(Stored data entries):
........

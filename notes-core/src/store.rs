//! File-backed note persistence.
//!
//! The whole collection lives in one JSON array file. Every save rewrites the
//! file in full through a sibling temp file and a rename, so readers never
//! observe a half-written array.

use std::fs;
use std::io::ErrorKind;
use std::path::{Path, PathBuf};

use crate::error::Result;
use crate::models::Note;

/// Persistence mirror for the note collection.
pub trait NoteStore: Send {
    /// Read every stored note. Never fails: a missing or corrupt file yields
    /// an empty collection.
    fn load(&self) -> Vec<Note>;

    /// Replace the stored collection with `notes`.
    fn save(&self, notes: &[Note]) -> Result<()>;
}

#[derive(Debug, Clone)]
pub struct JsonFileStore {
    path: PathBuf,
}

impl JsonFileStore {
    pub fn new(path: impl Into<PathBuf>) -> Self {
        Self { path: path.into() }
    }

    pub fn path(&self) -> &Path {
        &self.path
    }

    fn temp_path(&self) -> PathBuf {
        let mut name = self
            .path
            .file_name()
            .map(|n| n.to_os_string())
            .unwrap_or_else(|| "notes.json".into());
        name.push(".tmp");
        self.path.with_file_name(name)
    }
}

impl NoteStore for JsonFileStore {
    fn load(&self) -> Vec<Note> {
        let raw = match fs::read(&self.path) {
            Ok(raw) => raw,
            Err(e) if e.kind() == ErrorKind::NotFound => {
                tracing::info!("No notes file at {}, starting empty", self.path.display());
                return Vec::new();
            }
            Err(e) => {
                tracing::warn!("Failed to read notes file {}: {}", self.path.display(), e);
                return Vec::new();
            }
        };

        match serde_json::from_slice::<Vec<Note>>(&raw) {
            Ok(notes) => {
                tracing::debug!("Loaded {} notes from {}", notes.len(), self.path.display());
                notes
            }
            Err(e) => {
                tracing::warn!(
                    "Notes file {} is corrupt, starting empty: {}",
                    self.path.display(),
                    e
                );
                Vec::new()
            }
        }
    }

    fn save(&self, notes: &[Note]) -> Result<()> {
        if let Some(dir) = self.path.parent() {
            if !dir.as_os_str().is_empty() {
                fs::create_dir_all(dir)?;
            }
        }

        let bytes = serde_json::to_vec_pretty(notes)?;
        let tmp = self.temp_path();
        fs::write(&tmp, bytes)?;
        if let Err(e) = fs::rename(&tmp, &self.path) {
            let _ = fs::remove_file(&tmp);
            return Err(e.into());
        }
        Ok(())
    }
}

........

(Assignment):
Copy exactly the lines above, from the one containing "let bytes = serde_json::to_vec_pretty(notes)?;" through the very last line.

(Result for this exercise):
        let bytes = serde_json::to_vec_pretty(notes)?;
        let tmp = self.temp_path();
        fs::write(&tmp, bytes)?;
        if let Err(e) = fs::rename(&tmp, &self.path) {
            let _ = fs::remove_file(&tmp);
            return Err(e.into());
        }
        Ok(())
    }
}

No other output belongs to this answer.